Readers familiar with 3Jane, Moya, or Locutus of Borg may have wondered about the architectural implications of technology that bridges such disparate systems. How do you go from a biological organism, with its irregularity and its fluid bath, to the silicon paradigm? How does Moya initiate starburst? Researchers at Columbia Engineering have begun to articulate the link between electricity and biology, and their work has implications for medicine, sci-fi, and everything in between.
It doesn’t take an advanced degree to recognize the difficulty of interfacing computers with biological systems. To wit, I would like to briefly depart from a cool, professional tone to note the real-world implications of the above recent discovery by the good folks at Columbia. Some dudes built some tiny swatches of faux cell membrane studded with cell membrane pores from pig neurons that could take in ATP (adenosine triphosphate) and create a voltage gradient (just like a human nerve when it fires) and stacked them on top of one another like a capacitor’s layers. Then they epoxied that to the top of a CMOS chip, poured ATP in the top, and it made electricity and ran.
But this discovery doesn’t just tell us that you can make a computer part compatible with a biological system using epoxy, no matter how cyberpunk enthusiasts or future prosthetics recipients may rejoice. It goes much deeper, describing the way the membrane potential of a given cell relates to its electrochemical environment by way of a mathematical relationship you’ve probably never heard of, called the Goldman equation.

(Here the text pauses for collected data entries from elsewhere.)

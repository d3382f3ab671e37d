// Copyright 2019-2026 Maravilla Labs, operated by SOLUTAS GmbH, Switzerland
// SPDX-License-Identifier: Apache-2.0
// SPDX-License-Identifier: MIT

//! Tag functions.
//!
//! A tag function handles `<_name …/>` or `<_name …>content</_name>`. The
//! control-flow tags (`if`, `each`, `set`, `rand`) are part of the compiler;
//! everything else goes through a [`FunctionRegistry`]: built-ins first, then
//! functions registered by the host.
//!
//! Functions that are [`pre_aware`](TagFunction::pre_aware) also run during
//! pre-compile, where only constant data is visible. They return `None` to
//! leave the tag for the compile pass.

/// `<_json>`
pub mod json;
/// `<_lorem>`
pub mod lorem;
/// `<_youtube>` / `<_yt>`
pub mod youtube;

use crate::error::{Result, TurbxError};
use crate::lexer::second_tier_index;
use crate::tags::{hole_of, AttrSet};
use crate::value::Value;
use crate::vars::{literal, split_binding, Lookup, Resolver};
use std::collections::HashMap;
use std::sync::{Arc, RwLock};

pub use youtube::{OEmbed, OEmbedProvider};

/// Names that user functions may not take.
pub const RESERVED: &[&str] = &["if", "elif", "else", "each"];

/// Everything a tag function sees of its call site.
pub struct FunctionContext<'a> {
    /// Function name without the leading `_`.
    pub name: &'a str,
    /// Attributes of the tag.
    pub attrs: &'a AttrSet,
    /// Content between the opening and closing tag, in intermediate form.
    pub content: Option<&'a str>,
    /// Variable access.
    pub resolver: Resolver<'a>,
    /// Base URL of the engine's static assets.
    pub assets: &'a str,
    /// oEmbed metadata source; `None` selects fast mode.
    pub oembed: Option<&'a dyn OEmbedProvider>,
}

impl<'a> FunctionContext<'a> {
    /// True during pre-compile.
    pub fn is_pre(&self) -> bool {
        self.resolver.is_pre()
    }

    /// Raw attribute value.
    pub fn arg(&self, key: &str) -> Option<&'a str> {
        self.attrs.get(key)
    }

    /// Resolves an attribute as a variable path (or hole, or literal).
    pub fn value(&self, key: &str) -> Lookup {
        match self.arg(key) {
            Some(raw) => self.resolve(raw),
            None => Lookup::Found(Value::Null),
        }
    }

    /// Resolves an attribute as a word: bare tokens are taken literally,
    /// holes are looked up. `None` when the value depends on request data.
    pub fn word(&self, key: &str) -> Option<Option<String>> {
        let Some(raw) = self.arg(key) else {
            return Some(None);
        };
        if hole_of(raw).is_some() {
            return match self.resolve(raw) {
                Lookup::Found(v) => Some(Some(v.to_string())),
                Lookup::Unknown => None,
            };
        }
        Some(Some(match literal(raw, self.resolver.strings()) {
            Some(v) if second_tier_index(raw).is_some() || raw.starts_with(['\'', '"', '`']) => {
                v.to_string()
            }
            _ => raw.to_string(),
        }))
    }

    fn resolve(&self, raw: &str) -> Lookup {
        match hole_of(raw) {
            Some((expr, _)) => self.resolver.value(split_binding(expr).1),
            None => self.resolver.value(raw),
        }
    }

    /// True when no attribute is a `{{…}}` hole.
    pub fn is_static(&self) -> bool {
        self.attrs.iter().all(|(_, v)| hole_of(v).is_none())
    }
}

/// A tag function.
pub trait TagFunction: Send + Sync {
    /// Produces the HTML that replaces the tag. `None` keeps the tag for a
    /// later pass and is only meaningful during pre-compile.
    fn call(&self, ctx: &FunctionContext<'_>) -> Option<String>;

    /// Whether the function may run during pre-compile.
    fn pre_aware(&self) -> bool {
        false
    }
}

impl<F> TagFunction for F
where
    F: Fn(&FunctionContext<'_>) -> String + Send + Sync,
{
    fn call(&self, ctx: &FunctionContext<'_>) -> Option<String> {
        Some(self(ctx))
    }
}

/// Built-in and host-registered tag functions.
#[derive(Clone)]
pub struct FunctionRegistry {
    builtins: HashMap<String, Arc<dyn TagFunction>>,
    user: Arc<RwLock<HashMap<String, Arc<dyn TagFunction>>>>,
}

impl std::fmt::Debug for FunctionRegistry {
    fn fmt(&self, f: &mut std::fmt::Formatter<'_>) -> std::fmt::Result {
        let mut names: Vec<&String> = self.builtins.keys().collect();
        names.sort();
        f.debug_struct("FunctionRegistry")
            .field("builtins", &names)
            .finish_non_exhaustive()
    }
}

impl Default for FunctionRegistry {
    fn default() -> Self {
        Self::new()
    }
}

/// Normalizes a tag name (`_Json` → `json`).
pub fn function_name(tag: &str) -> String {
    tag.trim_start_matches('_').to_ascii_lowercase()
}

impl FunctionRegistry {
    /// Creates a registry with the built-in functions.
    pub fn new() -> Self {
        let mut builtins: HashMap<String, Arc<dyn TagFunction>> = HashMap::new();
        builtins.insert("json".into(), Arc::new(json::Json));
        builtins.insert("lorem".into(), Arc::new(lorem::Lorem));
        let yt: Arc<dyn TagFunction> = Arc::new(youtube::YouTube);
        builtins.insert("youtube".into(), yt.clone());
        builtins.insert("yt".into(), yt);
        Self {
            builtins,
            user: Arc::new(RwLock::new(HashMap::new())),
        }
    }

    /// Registers a host function.
    ///
    /// # Errors
    ///
    /// Returns [`TurbxError::ReservedFunction`] for `if`, `elif`, `else` and
    /// `each`.
    pub fn register(&self, name: &str, function: Arc<dyn TagFunction>) -> Result<()> {
        let name = function_name(name);
        if RESERVED.contains(&name.as_str()) {
            return Err(TurbxError::ReservedFunction(name));
        }
        if self.builtins.contains_key(&name) {
            tracing::warn!("Function '{}' is shadowed by a built-in", name);
        }
        self.user
            .write()
            .map_err(|_| TurbxError::Cache("Failed to acquire function lock".to_string()))?
            .insert(name, function);
        Ok(())
    }

    /// Looks up a function: built-ins first, then host functions.
    pub fn get(&self, name: &str) -> Option<Arc<dyn TagFunction>> {
        let name = function_name(name);
        if let Some(f) = self.builtins.get(&name) {
            return Some(f.clone());
        }
        self.user.read().ok()?.get(&name).cloned()
    }
}

#[cfg(test)]
mod tests {
    use super::*;
    use crate::lexer::StringEntry;
    use crate::value::Scope;

    fn ctx<'a>(attrs: &'a AttrSet, resolver: Resolver<'a>) -> FunctionContext<'a> {
        FunctionContext {
            name: "test",
            attrs,
            content: None,
            resolver,
            assets: "/assets",
            oembed: None,
        }
    }

    fn shout(ctx: &FunctionContext<'_>) -> String {
        ctx.arg("0").unwrap_or_default().to_uppercase()
    }

    fn nothing(_: &FunctionContext<'_>) -> String {
        String::new()
    }

    #[test]
    fn test_register_and_lookup() {
        let registry = FunctionRegistry::new();
        registry.register("_Shout", Arc::new(shout)).unwrap();
        assert!(registry.get("shout").is_some());
        assert!(registry.get("_json").is_some());
        assert!(registry.get("yt").is_some());
        assert!(registry.get("missing").is_none());
    }

    #[test]
    fn test_reserved_names() {
        let registry = FunctionRegistry::new();
        for name in ["if", "_each", "Else", "elif"] {
            let err = registry.register(name, Arc::new(nothing)).unwrap_err();
            assert!(matches!(err, TurbxError::ReservedFunction(_)));
        }
    }

    #[test]
    fn test_context_values() {
        let mut scope = Scope::new();
        scope.insert("user".into(), Value::from("ada"));
        let strings = vec![StringEntry { body: "quoted".into(), quote: '"' }];
        let mut attrs = AttrSet::new();
        attrs.insert("0", "user");
        attrs.insert("type", "p");
        attrs.insert("label", "%!0!%");
        attrs.insert("who", "{{user}}");

        let r = Resolver::new(&scope, &strings, false);
        let c = ctx(&attrs, r);
        assert_eq!(c.value("0"), Lookup::Found(Value::from("ada")));
        assert_eq!(c.word("type"), Some(Some("p".into())));
        assert_eq!(c.word("label"), Some(Some("quoted".into())));
        assert_eq!(c.word("who"), Some(Some("ada".into())));
        assert_eq!(c.word("missing"), Some(None));
        assert!(!c.is_static());

        let empty = Scope::new();
        let pre = Resolver::new(&empty, &strings, true);
        let c = ctx(&attrs, pre);
        assert_eq!(c.word("who"), None);
        assert_eq!(c.value("0"), Lookup::Unknown);
    }
}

Suppose that you had a creature like Moya, a biomechanoid capable of starburst. Suppose further that starburst is an emergent phenomenon, based on the idea that an electromagnetic distortion of suitable character could warp spacetime in such a way as to allow Moya to “hop” across large distances in a small amount of time. Remember the hole Moya seems to dive through when she starbursts? If Moya is producing that electromagnetic disturbance volitionally, then it stands to reason that she might be using her nervous system to dive into the warp in spacetime. And if it’s the nerve cells that have this electrochemical relationship to their environment, and the Goldman equation relates the potential across a cell membrane to each permeant ion across that membrane, then you can set membrane potential to the necessary magnitude to induce the electromagnetic disturbance necessary for starburst, and you can begin to explore the electrochemical mechanics of starburst analytically.
How would the scaling work for such a system? Ohm’s Law provides a useful framework here. The researchers mentioned the capacitance, resistance, and physical dimensions of their system in the Nature article they published. Running those numbers through Ohm’s Law gives a required surface area of roughly a square kilometer per milliwatt, which is great for low-power bioelectrical systems like prosthetics or an implantable HUD — or a smaller version of this BME project – where you can use the compacting capabilities of thin films to make tiny capacitors providing enough juice to run a microimplant by siphoning off some of the body’s ATP.
But imagine how many square kilometers of voltage-generating membranous reticulum you could pack into those columns in Moya’s starburst chamber. Now add in the fact that since the researchers from Columbia used a voltage doubler, and Moya is a biomechanoid and therefore compatible with such technology. Starburst, QED.